Combining complementary and orthodox medicine into what is called integrated health is a controversial idea - criticised recently in the Scrubbing Up health column by Professor Edzard Ernst.
In this week's column, Dr Michael Dixon, medical director of the Prince's Foundation for Integrated Health, says patients should be able to choose what works for them.
Integrated health is not a new concept - the best doctors and their clinical colleagues have practised it for years. It means treating patients as whole human beings - paying attention to body, mind and soul - instead of regarding them as nothing more than a set of symptoms to be got out the door as quickly as possible.
But according to a small number of vociferous opponents, it is a "smokescreen for unproven treatments".

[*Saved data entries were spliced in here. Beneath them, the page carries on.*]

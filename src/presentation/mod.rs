pub mod auth;
pub mod error;
pub mod extract;
pub mod handlers;
pub mod middleware;
pub mod routes;
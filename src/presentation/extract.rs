//! Request extractors that run before handler code: the authenticated
//! identity and schema-checked bodies.

use crate::domain::validation::{Schema, safe_parse};
use crate::presentation::error::ApiError;
use actix_web::dev::Payload;
use actix_web::error::PayloadError;
use actix_web::{FromRequest, HttpMessage, HttpRequest, web};
use serde_json::Value;
use std::future::{Future, Ready, ready};
use std::pin::Pin;

/// Identity placed in request extensions by `JwtAuthMiddleware`.
#[derive(Debug, Clone, Copy, PartialEq, Eq)]
pub struct AuthenticatedUser {
    pub user_id: i32,
}

impl FromRequest for AuthenticatedUser {
    type Error = ApiError;
    type Future = Ready<Result<Self, Self::Error>>;

    fn from_request(req: &HttpRequest, _payload: &mut Payload) -> Self::Future {
        ready(
            req.extensions()
                .get::<AuthenticatedUser>()
                .copied()
                .ok_or(ApiError::Unauthenticated),
        )
    }
}

// actix's own limit when no `PayloadConfig` is registered
const DEFAULT_BODY_LIMIT: usize = 262_144;

/// Body size limit reported in 413 responses. Registered alongside the
/// matching `web::PayloadConfig`.
#[derive(Debug, Clone, Copy, PartialEq, Eq)]
pub struct BodyLimit(pub usize);

/// A request body decoded and checked against schema `S`.
#[derive(Debug)]
pub struct Validated<S>(pub S);

impl<S> Validated<S> {
    pub fn into_inner(self) -> S {
        self.0
    }
}

impl<S: Schema + 'static> FromRequest for Validated<S> {
    type Error = ApiError;
    type Future = Pin<Box<dyn Future<Output = Result<Self, Self::Error>>>>;

    fn from_request(req: &HttpRequest, payload: &mut Payload) -> Self::Future {
        let limit = req
            .app_data::<BodyLimit>()
            .map_or(DEFAULT_BODY_LIMIT, |limit| limit.0);
        let bytes = web::Bytes::from_request(req, payload);
        Box::pin(async move {
            let bytes = bytes.await.map_err(|e| match e.as_error::<PayloadError>() {
                Some(PayloadError::Overflow) => ApiError::PayloadTooLarge(limit),
                _ => ApiError::Validation(e.to_string()),
            })?;
            let body: Value = serde_json::from_slice(&bytes)
                .map_err(|e| ApiError::Validation(format!("Body is not valid JSON: {}", e)))?;
            let input = safe_parse::<S>(body)?;
            Ok(Validated(input))
        })
    }
}
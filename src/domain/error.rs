use thiserror::Error;

#[derive(Error, Debug)]
pub enum DomainError {
    #[error("Validation error: {0}")]
    Validation(String),
    #[error("Unauthenticated")]
    Unauthenticated,
    #[error("Not found: {0}")]
    NotFound(String),
    #[error("Conflict: {0}")]
    Conflict(String),
    #[error("Internal error: {0}")]
    Internal(String),
}
pub mod application;
pub mod data;
pub mod domain;
pub mod infrastructure;
pub mod presentation;
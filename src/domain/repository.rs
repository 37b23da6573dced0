use crate::domain::models::{NewPost, Post, PostChanges};
use crate::domain::user::{NewUser, User};
use anyhow::Result;
use async_trait::async_trait;

#[async_trait]
pub trait PostRepository: Send + Sync {
    async fn create_post(&self, post: NewPost) -> Result<Post>;
    /// Returns `None` when no post has the given id.
    async fn update_post(&self, id: i32, changes: PostChanges) -> Result<Option<Post>>;
    async fn find_post_by_id(&self, id: i32) -> Result<Option<Post>>;
    async fn list_posts(&self) -> Result<Vec<Post>>;
}

/// Implementations must reject a second user with the same email
/// with `DomainError::Conflict`.
#[async_trait]
pub trait UserRepository: Send + Sync {
    async fn create_user(&self, user: NewUser) -> Result<User>;
    async fn find_user_by_email(&self, email: &str) -> Result<Option<User>>;
}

The objection seems to be that many of us who practice integrated health include some complementary treatments in our repertoire. They claim there is no evidence for them and that medicine must always be based on scientific evidence.
Of course we should always use the best evidence that is available, but the patient and his or her views are also an essential part of the equation.
I am a doctor - a GP - and, like many of my colleagues, I will recommend complementary treatments to suitable patients depending on that patient's clinical condition, on whether there is an effective conventional treatment available and - crucially - on the patient's own wishes.
'Wonderfully rosy view'
As medical director of the Prince's Foundation for Integrated Health, I encourage other doctors and health professionals to do the same. Am I going against evidence-based medicine? Certainly not.
It is wrong to say there is no evidence for complementary therapies.
For instance, the British Medical Journal recently published a study demonstrating that the Alexander Technique was more effective in treating lower back pain than either pain relief drugs or physiotherapy.